[Stored data entries]
========================
use super::ApiClient;
use policyplay_core::endpoint::paths;
use policyplay_core::{
    AnalyticsSummary, ApiError, PolicyAnalytics, PolicyDeleted, PolicySummary, UserScoreTable,
};

impl ApiClient {
    /// # Errors
    ///
    /// Propagates transport and backend failures.
    pub async fn admin_policies(&self) -> Result<Vec<PolicySummary>, ApiError> {
        self.get(paths::ADMIN_POLICIES).await
    }

    /// # Errors
    ///
    /// Propagates transport and backend failures.
    pub async fn delete_policy(&self, policy_id: &str) -> Result<PolicyDeleted, ApiError> {
        log::warn!("deleting policy {policy_id}");
        self.delete(&paths::admin_policy(policy_id)).await
    }

    /// # Errors
    ///
    /// Propagates transport and backend failures.
    pub async fn analytics_summary(&self) -> Result<AnalyticsSummary, ApiError> {
        self.get(paths::ADMIN_ANALYTICS_SUMMARY).await
    }

    /// # Errors
    ///
    /// Propagates transport and backend failures.
    pub async fn policy_analytics(&self, policy_id: &str) -> Result<PolicyAnalytics, ApiError> {
        self.get(&paths::policy_analytics(policy_id)).await
    }

    /// # Errors
    ///
    /// Propagates transport and backend failures.
    pub async fn user_score_table(&self) -> Result<UserScoreTable, ApiError> {
        self.get(paths::ADMIN_USER_SCORES).await
    }
}
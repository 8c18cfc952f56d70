use yew::prelude::*;

const PARTICLES: usize = 12;

#[derive(Properties, PartialEq, Clone)]
pub struct Props {
    pub x_percent: f64,
    pub correct: bool,
}

/// Burst shown where a ball was tapped.
#[function_component(BallExplosion)]
pub fn ball_explosion(p: &Props) -> Html {
    let color = if p.correct { "bg-success" } else { "bg-error" };
    #[allow(clippy::cast_precision_loss)]
    let particles = (0..PARTICLES).map(|i| {
        let angle = (i as f64) * 360.0 / PARTICLES as f64;
        let style = format!("transform: rotate({angle:.0}deg) translateY(-3rem);");
        html! { <span class={classes!("absolute", "w-2", "h-2", "rounded-full", color)} {style}></span> }
    });
    html! {
        <div
            class="absolute top-1/2 pointer-events-none"
            style={format!("left: {:.2}%;", p.x_percent)}
            data-testid="ball-explosion"
            aria-hidden="true"
        >
            <span class="text-5xl">{ if p.correct { "✨" } else { "💥" } }</span>
            { for particles }
        </div>
    }
}
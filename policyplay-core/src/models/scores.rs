use serde::{Deserialize, Serialize};

#[derive(Debug, Clone, Default, PartialEq, Serialize, Deserialize)]
pub struct ScoreStatistics {
    #[serde(default)]
    pub total_games: u32,
    #[serde(default)]
    pub completed_games: u32,
    #[serde(default)]
    pub average_score: f64,
    #[serde(default)]
    pub highest_score: i32,
    #[serde(default)]
    pub total_score: i32,
    #[serde(default)]
    pub correct_answers: u32,
    #[serde(default)]
    pub accuracy: f64,
}

#[derive(Debug, Clone, PartialEq, Serialize, Deserialize)]
pub struct RecentGame {
    pub session_id: String,
    #[serde(default)]
    pub policy_id: String,
    #[serde(default)]
    pub policy_title: String,
    #[serde(default)]
    pub game_type: String,
    #[serde(default)]
    pub score: i32,
    #[serde(default)]
    pub correct: bool,
    #[serde(default)]
    pub completed_at: Option<String>,
}

#[derive(Debug, Clone, PartialEq, Serialize, Deserialize)]
pub struct UserScores {
    #[serde(default)]
    pub user_id: String,
    #[serde(default)]
    pub user_name: String,
    #[serde(default)]
    pub user_email: String,
    #[serde(default)]
    pub statistics: ScoreStatistics,
    #[serde(default)]
    pub recent_games: Vec<RecentGame>,
}

#[derive(Debug, Clone, PartialEq, Serialize, Deserialize)]
pub struct LeaderboardEntry {
    #[serde(default)]
    pub user_id: String,
    #[serde(default)]
    pub user_name: String,
    #[serde(default)]
    pub user_email: String,
    #[serde(default)]
    pub completed_games: u32,
    #[serde(default)]
    pub average_score: f64,
    #[serde(default)]
    pub highest_score: i32,
    #[serde(default)]
    pub total_score: i32,
    #[serde(default)]
    pub correct_answers: u32,
    #[serde(default)]
    pub accuracy: f64,
    #[serde(default)]
    pub is_current_user: bool,
}

#[derive(Debug, Clone, Default, PartialEq, Serialize, Deserialize)]
pub struct Leaderboard {
    #[serde(default)]
    pub leaderboard: Vec<LeaderboardEntry>,
    #[serde(default)]
    pub current_user_rank: Option<u32>,
    #[serde(default)]
    pub total_participants: u32,
}
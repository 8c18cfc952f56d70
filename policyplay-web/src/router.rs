use policyplay_core::RoomNumber;
use yew_router::prelude::*;

#[derive(Clone, Debug, Routable, PartialEq, Eq)]
pub enum Route {
    #[at("/")]
    Home,
    #[at("/login")]
    Login,
    #[at("/signup")]
    Signup,
    #[at("/games")]
    Games,
    #[at("/games/:session_id/play")]
    GamePlay { session_id: String },
    #[at("/policy-tap")]
    PolicyTap,
    #[at("/policy-tap/:policy_id/level-select")]
    TapLevels { policy_id: String },
    #[at("/policy-tap/play/:attempt_id/:game_set_id")]
    TapPlay {
        attempt_id: String,
        game_set_id: String,
    },
    #[at("/policy-tap/results/:attempt_id")]
    TapResults { attempt_id: String },
    #[at("/policy-tap/leaderboard")]
    TapLeaderboard,
    #[at("/escape-room")]
    EscapeRoom,
    #[at("/escape-room/:policy_id/level-select")]
    EscapeLevels { policy_id: String },
    #[at("/escape-room/play/:attempt_id/:room")]
    EscapePlay { attempt_id: String, room: u8 },
    #[at("/escape-room/results/:attempt_id")]
    EscapeResults { attempt_id: String },
    #[at("/escape-room/leaderboard")]
    EscapeLeaderboard,
    #[at("/leaderboard")]
    Leaderboard,
    #[at("/user/scores")]
    UserScores,
    #[at("/upload")]
    Upload,
    #[at("/admin/login")]
    AdminLogin,
    #[at("/admin/dashboard")]
    AdminDashboard,
    #[at("/admin/upload")]
    AdminUpload,
    #[at("/admin/policies")]
    AdminPolicies,
    #[at("/admin/analytics")]
    AdminAnalytics,
    #[at("/admin/policy-analysis")]
    AdminPolicyAnalysis,
    #[at("/404")]
    #[not_found]
    NotFound,
}

impl Route {
    /// Pages that need a signed-in user.
    #[must_use]
    pub const fn requires_auth(&self) -> bool {
        !matches!(
            self,
            Self::Home | Self::Login | Self::Signup | Self::AdminLogin | Self::NotFound
        )
    }

    /// Pages that need the admin role.
    #[must_use]
    pub const fn requires_admin(&self) -> bool {
        matches!(
            self,
            Self::AdminDashboard
                | Self::AdminUpload
                | Self::AdminPolicies
                | Self::AdminAnalytics
                | Self::AdminPolicyAnalysis
        )
    }

    /// Where to send a visitor who may not see this page.
    #[must_use]
    pub const fn login_route(&self) -> Self {
        if self.requires_admin() {
            Self::AdminLogin
        } else {
            Self::Login
        }
    }

    #[must_use]
    pub fn escape_play(attempt_id: &str, room: RoomNumber) -> Self {
        Self::EscapePlay {
            attempt_id: attempt_id.to_string(),
            room: room.get(),
        }
    }

    #[must_use]
    pub fn level_select(policy_id: &str, game: LevelGame) -> Self {
        let policy_id = policy_id.to_string();
        match game {
            LevelGame::Tap => Self::TapLevels { policy_id },
            LevelGame::Escape => Self::EscapeLevels { policy_id },
        }
    }
}

/// Games that start from a level picker.
#[derive(Clone, Copy, Debug, PartialEq, Eq)]
pub enum LevelGame {
    Tap,
    Escape,
}

#[cfg(test)]
mod tests {
    use super::*;

    #[test]
    fn paths_round_trip_through_recognize() {
        let routes = [
            Route::Home,
            Route::GamePlay {
                session_id: "s1".into(),
            },
            Route::TapPlay {
                attempt_id: "a1".into(),
                game_set_id: "g1".into(),
            },
            Route::TapLevels {
                policy_id: "p1".into(),
            },
            Route::TapLeaderboard,
            Route::EscapePlay {
                attempt_id: "e1".into(),
                room: 3,
            },
            Route::AdminPolicyAnalysis,
        ];
        for route in routes {
            assert_eq!(Route::recognize(&route.to_path()), Some(route.clone()));
        }
    }

    #[test]
    fn guards_match_page_kinds() {
        assert!(!Route::Home.requires_auth());
        assert!(Route::Games.requires_auth());
        assert!(Route::AdminPolicies.requires_admin());
        assert_eq!(Route::AdminUpload.login_route(), Route::AdminLogin);
        assert_eq!(Route::Leaderboard.login_route(), Route::Login);
        assert_eq!(Route::recognize("/no/such/page"), Some(Route::NotFound));
    }
}
use crate::components::alert::AlertBanner;
use crate::components::level_picker::LevelPicker;
use crate::components::loading::Loading;
use crate::i18n::t;
use policyplay_core::{Level, PolicySummary};
use yew::prelude::*;

#[derive(Properties, PartialEq, Clone)]
pub struct Props {
    pub loading: bool,
    pub policy: Option<PolicySummary>,
    #[prop_or_default]
    pub generating: Option<Level>,
    #[prop_or_default]
    pub error: Option<AttrValue>,
    pub on_pick: Callback<Level>,
    pub on_back: Callback<()>,
}

#[function_component(TapLevelsPage)]
pub fn tap_levels_page(p: &Props) -> Html {
    let back = {
        let cb = p.on_back.clone();
        Callback::from(move |_| cb.emit(()))
    };
    let body = match (&p.policy, p.loading) {
        (_, true) => html! { <Loading /> },
        (None, false) => html! {
            <div class="alert alert-warning" data-testid="tap-levels-missing">{ t("levels.policy_missing") }</div>
        },
        (Some(policy), false) => html! {
            <>
                <p class="text-center text-xl font-semibold">{ policy.display_title().to_string() }</p>
                <LevelPicker on_pick={p.on_pick.clone()} busy={p.generating} />
            </>
        },
    };
    html! {
        <section class="space-y-6" data-testid="tap-levels-page">
            <button class="btn btn-ghost btn-sm" onclick={back}>{ "← " }{ t("ui.back") }</button>
            <h1 class="text-4xl font-bold text-center">{ t("levels.title") }</h1>
            <AlertBanner message={p.error.clone()} />
            { body }
        </section>
    }
}
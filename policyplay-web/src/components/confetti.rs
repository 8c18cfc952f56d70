use yew::prelude::*;

const PIECES: [&str; 6] = ["🎉", "🎊", "⭐", "✨", "🎉", "🎊"];

#[derive(Properties, PartialEq, Clone)]
pub struct Props {
    pub active: bool,
}

#[function_component(Confetti)]
pub fn confetti(p: &Props) -> Html {
    if !p.active {
        return Html::default();
    }
    let pieces = PIECES.iter().enumerate().map(|(i, piece)| {
        let style = format!("left: {}%; animation-delay: {}ms;", 8 + i * 16, i * 90);
        html! { <span class="absolute top-0 text-3xl animate-bounce" {style}>{ *piece }</span> }
    });
    html! {
        <div class="absolute inset-0 pointer-events-none overflow-hidden" data-testid="confetti" aria-hidden="true">
            { for pieces }
        </div>
    }
}
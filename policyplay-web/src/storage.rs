//! Browser-backed [`KeyValueStore`] over `localStorage` and `sessionStorage`.
use gloo::storage::{LocalStorage, SessionStorage, Storage};
use policyplay_core::KeyValueStore;

#[derive(Debug, Clone, Copy, PartialEq, Eq)]
pub enum BrowserStore {
    /// Survives reloads; holds the auth token and cached user.
    Local,
    /// Cleared with the tab; carries results between pages.
    Session,
}

#[derive(Debug, thiserror::Error)]
#[error("browser storage error: {0}")]
pub struct BrowserStoreError(String);

impl BrowserStore {
    fn raw(self) -> web_sys::Storage {
        match self {
            Self::Local => LocalStorage::raw(),
            Self::Session => SessionStorage::raw(),
        }
    }
}

impl KeyValueStore for BrowserStore {
    type Error = BrowserStoreError;

    fn get_item(&self, key: &str) -> Result<Option<String>, Self::Error> {
        self.raw()
            .get_item(key)
            .map_err(|err| BrowserStoreError(crate::dom::js_error_message(&err)))
    }

    fn set_item(&self, key: &str, value: &str) -> Result<(), Self::Error> {
        self.raw()
            .set_item(key, value)
            .map_err(|err| BrowserStoreError(crate::dom::js_error_message(&err)))
    }

    fn remove_item(&self, key: &str) -> Result<(), Self::Error> {
        self.raw()
            .remove_item(key)
            .map_err(|err| BrowserStoreError(crate::dom::js_error_message(&err)))
    }
}
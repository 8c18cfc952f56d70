use crate::i18n::t;
use policyplay_core::Level;
use yew::prelude::*;

#[derive(Properties, PartialEq, Clone)]
pub struct Props {
    pub on_pick: Callback<Level>,
    #[prop_or_default]
    pub busy: Option<Level>,
}

const fn icon(level: Level) -> &'static str {
    match level {
        Level::Beginner => "🌱",
        Level::Intermediate => "🌳",
        Level::Expert => "🌲",
    }
}

#[function_component(LevelPicker)]
pub fn level_picker(p: &Props) -> Html {
    let cards = Level::ALL.iter().copied().map(|level| {
        let cb = p.on_pick.clone();
        let onclick = Callback::from(move |_| cb.emit(level));
        let busy = p.busy == Some(level);
        html! {
            <div class="card bg-base-100 shadow-lg">
                <div class="card-body items-center text-center">
                    <span class="text-5xl">{ icon(level) }</span>
                    <h3 class="card-title capitalize">{ t(&format!("levels.{}.name", level.as_str())) }</h3>
                    <p class="text-sm opacity-80">{ t(&format!("levels.{}.blurb", level.as_str())) }</p>
                    <button class="btn btn-primary" {onclick} disabled={p.busy.is_some()}
                        data-testid={format!("level-{}", level.as_str())}>
                        if busy {
                            <span class="loading loading-spinner"></span>
                            { t("levels.generating") }
                        } else {
                            { t("levels.start") }
                        }
                    </button>
                </div>
            </div>
        }
    });
    html! {
        <div class="grid gap-6 md:grid-cols-3" data-testid="level-picker">{ for cards }</div>
    }
}
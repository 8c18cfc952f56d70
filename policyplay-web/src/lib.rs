#![forbid(unsafe_code)]
#[cfg(target_arch = "wasm32")]
use wasm_bindgen::prelude::*;

pub mod api;
pub mod app;
pub mod components;
pub mod config;
pub mod dom;
pub mod i18n;
pub mod pages;
pub mod router;
pub mod storage;
#[cfg(target_arch = "wasm32")]
pub mod tap_driver;

#[cfg(target_arch = "wasm32")]
#[wasm_bindgen(start)]
pub fn start() {
    #[cfg(feature = "console_error_panic_hook")]
    console_error_panic_hook::set_once();
    if let Err(err) = console_log::init_with_level(config::log_level()) {
        web_sys::console::warn_1(&format!("logger already initialised: {err}").into());
    }
    log::info!("PolicyPlay API at {}", config::api_endpoint().api_url());
    yew::Renderer::<app::App>::new().render();
}
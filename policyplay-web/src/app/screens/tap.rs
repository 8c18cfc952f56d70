use super::{Screen, use_screen};
use crate::dom;
use crate::i18n::t;
use crate::pages::policy_tap::PolicyTapPage;
use crate::pages::tap_leaderboard::TapLeaderboardPage;
use crate::pages::tap_levels::TapLevelsPage;
use crate::pages::tap_play::{TapPlayPage, TapView};
use crate::pages::tap_results::TapResultsPage;
use crate::router::Route;
use crate::storage::BrowserStore;
use crate::tap_driver::TapDriver;
use policyplay_core::{
    FinishTapRequest, Level, PolicySummary, TAP_RESULTS_KEY, TapLeaderboardEntry, TapResults,
    TapSession, take_results_for,
};
use std::cell::Cell;
use std::rc::Rc;
use wasm_bindgen_futures::spawn_local;
use yew::prelude::*;

pub(super) type PolicyLoad = (
    UseStateHandle<bool>,
    UseStateHandle<Vec<PolicySummary>>,
    UseStateHandle<Option<AttrValue>>,
);

/// Loads the policy list once for pickers on this screen.
#[hook]
pub(super) fn use_policies(screen: &Screen) -> PolicyLoad {
    let loading = use_state(|| true);
    let policies = use_state(Vec::<PolicySummary>::new);
    let error = use_state(|| None::<AttrValue>);
    {
        let (screen, loading, policies, error) =
            (screen.clone(), loading.clone(), policies.clone(), error.clone());
        use_effect_with((), move |()| {
            spawn_local(async move {
                match screen.app.client.policies().await {
                    Ok(list) => policies.set(list),
                    Err(err) => error.set(screen.fail(&err)),
                }
                loading.set(false);
            });
        });
    }
    (loading, policies, error)
}

#[function_component(PolicyTapScreen)]
pub fn policy_tap_screen() -> Html {
    let screen = use_screen(false);
    let (loading, policies, error) = use_policies(&screen);
    let on_select = {
        let screen = screen.clone();
        Callback::from(move |policy_id: String| screen.go(&Route::TapLevels { policy_id }))
    };
    html! {
        <PolicyTapPage
            loading={*loading}
            policies={(*policies).clone()}
            error={(*error).clone()}
            {on_select}
            on_leaderboard={screen.link(Route::TapLeaderboard)}
        />
    }
}

#[derive(Properties, PartialEq, Clone)]
pub struct LevelsProps {
    pub policy_id: String,
}

#[function_component(TapLevelsScreen)]
pub fn tap_levels_screen(p: &LevelsProps) -> Html {
    let screen = use_screen(false);
    let (loading, policies, error) = use_policies(&screen);
    let generating = use_state(|| None::<Level>);
    let policy = policies.iter().find(|pol| pol.policy_id == p.policy_id).cloned();

    let on_pick = {
        let (screen, generating, error) = (screen.clone(), generating.clone(), error.clone());
        let policy_id = p.policy_id.clone();
        Callback::from(move |level: Level| {
            if generating.is_some() {
                return;
            }
            let (screen, generating, error) = (screen.clone(), generating.clone(), error.clone());
            let policy_id = policy_id.clone();
            generating.set(Some(level));
            error.set(None);
            spawn_local(async move {
                match screen.app.client.begin_tap(&policy_id, level).await {
                    Ok((set, attempt)) => screen.go(&Route::TapPlay {
                        attempt_id: attempt.attempt_id,
                        game_set_id: set.game_set_id,
                    }),
                    Err(err) => {
                        if let Some(message) = screen.fail(&err) {
                            error.set(Some(format!("{}: {message}", t("tap.start_failed")).into()));
                        }
                    }
                }
                generating.set(None);
            });
        })
    };

    html! {
        <TapLevelsPage
            loading={*loading}
            {policy}
            generating={*generating}
            error={(*error).clone()}
            {on_pick}
            on_back={screen.link(Route::PolicyTap)}
        />
    }
}

#[derive(Properties, PartialEq, Clone)]
pub struct PlayProps {
    pub attempt_id: String,
    pub game_set_id: String,
}

#[function_component(TapPlayScreen)]
pub fn tap_play_screen(p: &PlayProps) -> Html {
    let screen = use_screen(false);
    let driver = use_mut_ref(|| None::<TapDriver>);
    let view = use_state(|| None::<TapView>);

    {
        let (screen, driver, view) = (screen.clone(), driver.clone(), view.clone());
        use_effect_with(
            (p.attempt_id.clone(), p.game_set_id.clone()),
            move |(attempt_id, game_set_id)| {
                let (attempt_id, game_set_id) = (attempt_id.clone(), game_set_id.clone());
                let slot = driver.clone();
                let live = Rc::new(Cell::new(true));
                let still_mounted = live.clone();
                spawn_local(async move {
                    let set = match screen.app.client.tap_game_set(&game_set_id).await {
                        Ok(set) => set,
                        Err(err) => {
                            if let Some(message) = screen.fail(&err) {
                                dom::alert(&message);
                                screen.go(&Route::PolicyTap);
                            }
                            return;
                        }
                    };
                    if !still_mounted.get() {
                        return;
                    }
                    if set.questions.is_empty() {
                        dom::alert(&t("tap.no_questions"));
                        screen.go(&Route::PolicyTap);
                        return;
                    }
                    let session = TapSession::new(attempt_id, set.level, set.questions, dom::now_ms());
                    let on_change = {
                        let (slot, view) = (slot.clone(), view.clone());
                        Callback::from(move |()| {
                            if let Some(d) = slot.borrow().as_ref() {
                                view.set(Some(d.snapshot()));
                            }
                        })
                    };
                    let on_api_error = {
                        let screen = screen.clone();
                        Callback::from(move |err| {
                            screen.fail(&err);
                        })
                    };
                    let started = TapDriver::new(
                        session,
                        screen.app.client.clone(),
                        on_change,
                        screen.navigate(),
                        on_api_error,
                    );
                    *slot.borrow_mut() = Some(started.clone());
                    started.start();
                });
                move || {
                    live.set(false);
                    if let Some(d) = driver.borrow_mut().take() {
                        d.shutdown();
                    }
                }
            },
        );
    }

    let on_tap = {
        let driver = driver.clone();
        Callback::from(move |id: usize| {
            let current = driver.borrow().clone();
            if let Some(d) = current {
                d.tap(id);
            }
        })
    };
    let on_retry = {
        let driver = driver.clone();
        Callback::from(move |()| {
            let current = driver.borrow().clone();
            if let Some(d) = current {
                d.retry();
            }
        })
    };
    let on_quit = {
        let screen = screen.clone();
        Callback::from(move |()| {
            let done = driver.borrow().as_ref().is_some_and(TapDriver::is_finished);
            if done || dom::confirm(&t("tap.quit_confirm")) {
                screen.go(&Route::PolicyTap);
            }
        })
    };

    html! { <TapPlayPage view={(*view).clone()} {on_tap} {on_retry} {on_quit} /> }
}

#[derive(Properties, PartialEq, Clone)]
pub struct ResultsProps {
    pub attempt_id: String,
}

#[function_component(TapResultsScreen)]
pub fn tap_results_screen(p: &ResultsProps) -> Html {
    let screen = use_screen(false);
    let attempt_id = p.attempt_id.clone();
    let results = use_state(move || {
        take_results_for::<_, TapResults>(&BrowserStore::Session, TAP_RESULTS_KEY, &attempt_id)
    });

    {
        let (screen, results) = (screen.clone(), results.clone());
        use_effect_with(p.attempt_id.clone(), move |attempt_id| {
            if results.is_none() {
                let attempt_id = attempt_id.clone();
                spawn_local(async move {
                    let request = FinishTapRequest {
                        attempt_id,
                        final_time_taken: 0,
                    };
                    match screen.app.client.tap_finish(&request).await {
                        Ok(loaded) => results.set(Some(loaded)),
                        Err(err) => {
                            log::warn!("tap results unavailable: {err}");
                            screen.fail(&err);
                            results.set(Some(TapResults::default()));
                        }
                    }
                });
            }
        });
    }

    html! {
        <TapResultsPage
            results={(*results).clone()}
            on_play_again={screen.link(Route::PolicyTap)}
            on_leaderboard={screen.link(Route::TapLeaderboard)}
        />
    }
}

#[function_component(TapLeaderboardScreen)]
pub fn tap_leaderboard_screen() -> Html {
    let screen = use_screen(false);
    let (_, policies, _) = use_policies(&screen);
    let filter = use_state(|| (None::<String>, None::<Level>));
    let entries = use_state(|| None::<Vec<TapLeaderboardEntry>>);
    let error = use_state(|| None::<AttrValue>);

    {
        let (screen, entries, error) = (screen.clone(), entries.clone(), error.clone());
        use_effect_with((*filter).clone(), move |(policy_id, level)| {
            let (policy_id, level) = (policy_id.clone(), *level);
            entries.set(None);
            spawn_local(async move {
                match screen
                    .app
                    .client
                    .tap_leaderboard(policy_id.as_deref(), level)
                    .await
                {
                    Ok(board) => {
                        error.set(None);
                        entries.set(Some(board.leaderboard));
                    }
                    Err(err) => {
                        entries.set(Some(Vec::new()));
                        error.set(screen.fail(&err));
                    }
                }
            });
        });
    }

    let on_filter = {
        let filter = filter.clone();
        Callback::from(move |next: (Option<String>, Option<Level>)| filter.set(next))
    };

    html! {
        <TapLeaderboardPage
            entries={(*entries).clone()}
            policies={(*policies).clone()}
            level={filter.1}
            policy_id={filter.0.clone()}
            error={(*error).clone()}
            {on_filter}
            on_play={screen.link(Route::PolicyTap)}
        />
    }
}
========================
**PROBLEM:** Every line above with the string "config" in it needs to be copied.

**RESPONSE BOX:**
pub mod config;
    if let Err(err) = console_log::init_with_level(config::log_level()) {
    log::info!("PolicyPlay API at {}", config::api_endpoint().api_url());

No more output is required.